After some time digging into the logs I found the error below, that happens every time the application stops to consuming messages:
consumer: Connection to broker lost. Trying to re-establish the connection...
ConnectionError: Bad frame read
consumer: Cannot connect to amqp://username:**@broker.rabbitmqhost.com:5672//: Error opening socket: a socket error occurred.
Trying again in 2.00 seconds...consumer: Cannot connect to amqp://username:**@broker.rabbitmqhost.com:5672//: Error opening socket: a socket error occurred.
Trying again in 4.00 seconds...consumer: Cannot connect to amqp://username:**@broker.rabbitmqhost.com:5672//: Error opening socket: a socket error occurred.
Trying again in 6.00 seconds...Connected to amqp://username:**@broker.rabbitmqhost.com:5672//
The problem with that is, sometimes the automatic connection retry doesn’t work and the workaround describe previously need to be executed.
Even with a bad workaround described, this gave some time to research more about the issue. Looking into the Celery’s GitHub issues I’ve found some recommendations to replace the
pyamqp as we can see on issue #54. So, after replace the connection string to use pyamqp helps with the issue…
Missed heartbeat messages
During a normal workday, you can face a lot of log messages like below in your production worker environment.
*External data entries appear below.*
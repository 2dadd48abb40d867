use std::sync::Arc;
use std::time::{Duration, Instant};

use bitvec::vec::BitVec;

use crate::mol::atom::Atom;
use crate::mol::molecule::Mol;
use crate::shape::axis_aligner::AxisAligner;
use crate::shape::error::ShapeError;
use crate::shape::features::{FeatureFinder, NullFeatureFinder};
use crate::shape::geometry::{Point3D, Sphere, SphereList};
use crate::shape::vol_box::VolBox;

/// The 4 axis reflections applied after PCA alignment. Sign products are
/// all +1, so every flip is a proper rotation; together they absorb the
/// reflection ambiguity PCA leaves behind.
pub const FLIP_MATRIX: [[f32; 3]; 4] = [
	[1.0, 1.0, 1.0], // unflipped
	[1.0, -1.0, -1.0],
	[-1.0, 1.0, -1.0],
	[-1.0, -1.0, 1.0],
];

/// One bit per reference point, for a single orientation.
pub type BitFingerprint = BitVec;

/// The 4 per-flip fingerprints of a single conformer.
pub type ShapeFingerprint = Vec<BitFingerprint>;

fn flipped_spheres(spheres: &[Sphere], signs: [f32; 3]) -> SphereList {
	spheres.iter().map(|s| s.flipped(signs)).collect()
}

/// Shape fingerprint generator for conformers which are already
/// consistently aligned: full resolution, shape channel only.
pub struct Fingerprinter<'a> {
	vol_box: &'a VolBox,
}

impl<'a> Fingerprinter<'a> {
	pub fn new(vol_box: &'a VolBox) -> Self {
		Self { vol_box }
	}

	/// Compute the 4 per-flip fingerprints for the given atoms.
	pub fn compute(&self, atoms: &[Atom]) -> Result<ShapeFingerprint, ShapeError> {
		let spheres: SphereList = atoms
			.iter()
			.map(|a| Sphere {
				center: a.pos,
				radius: a.radius(),
			})
			.collect();
		let mut result = ShapeFingerprint::with_capacity(FLIP_MATRIX.len());
		for signs in FLIP_MATRIX {
			let mut bits = BitVec::new();
			self.vol_box
				.set_bits_for_spheres(&flipped_spheres(&spheres, signs), &mut bits, true, 0)?;
			result.push(bits);
		}
		Ok(result)
	}
}

/// Full per-molecule fingerprinting pipeline.
///
/// States: Idle -> MoleculeSet -> Flip0..Flip3 -> Idle. `set_molecule`
/// aligns a private copy of the molecule and primes the flip sequence;
/// each `next_fingerprint` call emits one flip until all 4 are exhausted.
///
/// Layout of each fingerprint: `stride = vol_box.len() >> num_folds` bits
/// of shape channel first, then one `stride`-sized region per feature
/// channel, in the provider's fixed channel order.
pub struct MolFingerprinter {
	aligner: Arc<AxisAligner>,
	vol_box: Arc<VolBox>,
	num_folds: u32,
	finder: Box<dyn FeatureFinder + Send>,
	timeout: Option<Duration>,
	deadline: Option<Instant>,
	mol_name: String,
	heavies: SphereList,
	all_atoms: SphereList,
	i_flip: usize,
}

impl MolFingerprinter {
	/// Build from the two reference clouds. `sphere_scale` (ε) multiplies
	/// every atom radius during coverage queries.
	pub fn new(
		ellipsoid_cloud: &[Point3D],
		sphere_cloud: &[Point3D],
		sphere_scale: f32,
		num_folds: u32,
	) -> Self {
		Self::with_parts(
			Arc::new(VolBox::new(ellipsoid_cloud, sphere_scale)),
			Arc::new(AxisAligner::new(sphere_cloud, sphere_scale, false)),
			num_folds,
			Box::new(NullFeatureFinder),
		)
	}

	/// Build from shared reference structures. VolBox and AxisAligner are
	/// immutable after construction, so batch fingerprinting can hand the
	/// same two Arcs to one MolFingerprinter per worker thread.
	pub fn with_parts(
		vol_box: Arc<VolBox>,
		aligner: Arc<AxisAligner>,
		num_folds: u32,
		finder: Box<dyn FeatureFinder + Send>,
	) -> Self {
		Self {
			aligner,
			vol_box,
			num_folds,
			finder,
			timeout: None,
			deadline: None,
			mol_name: String::new(),
			heavies: SphereList::new(),
			all_atoms: SphereList::new(),
			i_flip: FLIP_MATRIX.len(),
		}
	}

	/// Per-molecule deadline: molecules whose flips are still being
	/// computed this long after `set_molecule` fail with
	/// `ShapeError::DeadlineExceeded`.
	pub fn set_timeout(&mut self, timeout: Option<Duration>) {
		self.timeout = timeout;
	}

	/// Total bits in each emitted fingerprint.
	pub fn fingerprint_len(&self) -> Result<usize, ShapeError> {
		let stride = self.vol_box.folded_len(self.num_folds)?;
		Ok(stride * (1 + self.finder.num_channels()))
	}

	/// Align a private copy of `mol` and prime the 4-flip sequence.
	///
	/// The caller's molecule is never mutated. On alignment failure the
	/// fingerprinter drops back to Idle and reports the error.
	pub fn set_molecule(&mut self, mol: &Mol) -> Result<(), ShapeError> {
		self.i_flip = FLIP_MATRIX.len();
		self.mol_name = mol.name.clone();

		let mut aligned = mol.clone();
		self.aligner.align_to_axes(&mut aligned)?;

		// Heavy atoms drive the shape channel, all atoms the feature
		// channels.
		self.heavies = aligned.atom_spheres(false);
		self.all_atoms = aligned.atom_spheres(true);
		self.finder.rebuild(&aligned);

		self.deadline = self.timeout.map(|t| Instant::now() + t);
		self.i_flip = 0;
		Ok(())
	}

	/// Emit the fingerprint for the next flip; `Ok(None)` once all 4 flips
	/// are exhausted (call `set_molecule` again to resume).
	///
	/// A failed flip aborts the molecule's whole fingerprint set; no
	/// partially populated bit vector is ever returned.
	pub fn next_fingerprint(&mut self) -> Result<Option<BitFingerprint>, ShapeError> {
		if self.i_flip >= FLIP_MATRIX.len() {
			return Ok(None);
		}
		match self.compute_current_flip() {
			Ok(bits) => {
				self.i_flip += 1;
				Ok(Some(bits))
			}
			Err(err) => {
				self.i_flip = FLIP_MATRIX.len();
				Err(err)
			}
		}
	}

	fn compute_current_flip(&mut self) -> Result<BitFingerprint, ShapeError> {
		if let Some(deadline) = self.deadline {
			if Instant::now() >= deadline {
				return Err(ShapeError::DeadlineExceeded(self.mol_name.clone()));
			}
		}

		let signs = FLIP_MATRIX[self.i_flip];
		let stride = self.vol_box.folded_len(self.num_folds)?;
		let num_channels = self.finder.num_channels();
		let mut bits = BitVec::repeat(false, stride * (1 + num_channels));
		if stride == 0 {
			return Ok(bits);
		}

		// Shape channel.
		let flipped = flipped_spheres(&self.heavies, signs);
		self.vol_box
			.set_folded_bits_for_spheres(&flipped, &mut bits, self.num_folds, 0)?;

		// Feature channels, each over its subset of the all-atom spheres.
		if num_channels > 0 {
			let flipped_all = flipped_spheres(&self.all_atoms, signs);
			for channel in 0..num_channels {
				let channel_spheres: SphereList = self
					.finder
					.atom_indices_for_channel(channel)
					.iter()
					.map(|&i| flipped_all[i])
					.collect();
				let offset = stride * (channel + 1);
				self.vol_box.set_folded_bits_for_spheres(
					&channel_spheres,
					&mut bits,
					self.num_folds,
					offset,
				)?;
			}
		}
		Ok(bits)
	}
}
missed heartbeat from celery@worker-01
missed heartbeat from celery@worker-02
missed heartbeat from celery@worker-03
missed heartbeat from celery@worker-04
missed heartbeat from celery@worker-05
missed heartbeat from celery@worker-06
missed heartbeat from celery@worker-07
missed heartbeat from celery@worker-08
Those messages describe that Celery workers weren’t able to get a keepalive message from the broker. When a missed heartbeat happens several times, the worker can try some reconnection using
BROKER_FAILOVER_STRATEGY which can drive us to the previously described issue. Also, it's important to say that celery has his own heartbeat implementation which sends a keepalive message every 2 seconds as described by
BROKER_HEARTBEAT_CHECKRATE , with that, we can face "flood" behavior. This was described in this StackOverflow discussion…
In summary, the defaults Celery’s configuration sends a lot of “unnecessary” messages to the broker. To avoid this flood behavior you can add some parameters like
--without-heartbeat as followed by
--without-mingle on the worker's startup command to decrease the number of messages and avoid unexpected reconnection behaviors.
High memory usage and a large number of queues
Celery worker has the ability to send a message whenever some event happens and these events can be captured by tools like Flower to monitor the cluster.
When you have events enabled and you have a high tasks throughput you’ll have a lot of events messages and if you haven’t expiration rules configured, you can reach a scenario like this:
To avoid this, add two expiration settings, one to thee event queues
CELERY_EVENT_QUEUE_EXPIRES and the second to event messages
CELERY_EVENT_QUEUE_TTL. More information can be found on celery/celery #2387 issue.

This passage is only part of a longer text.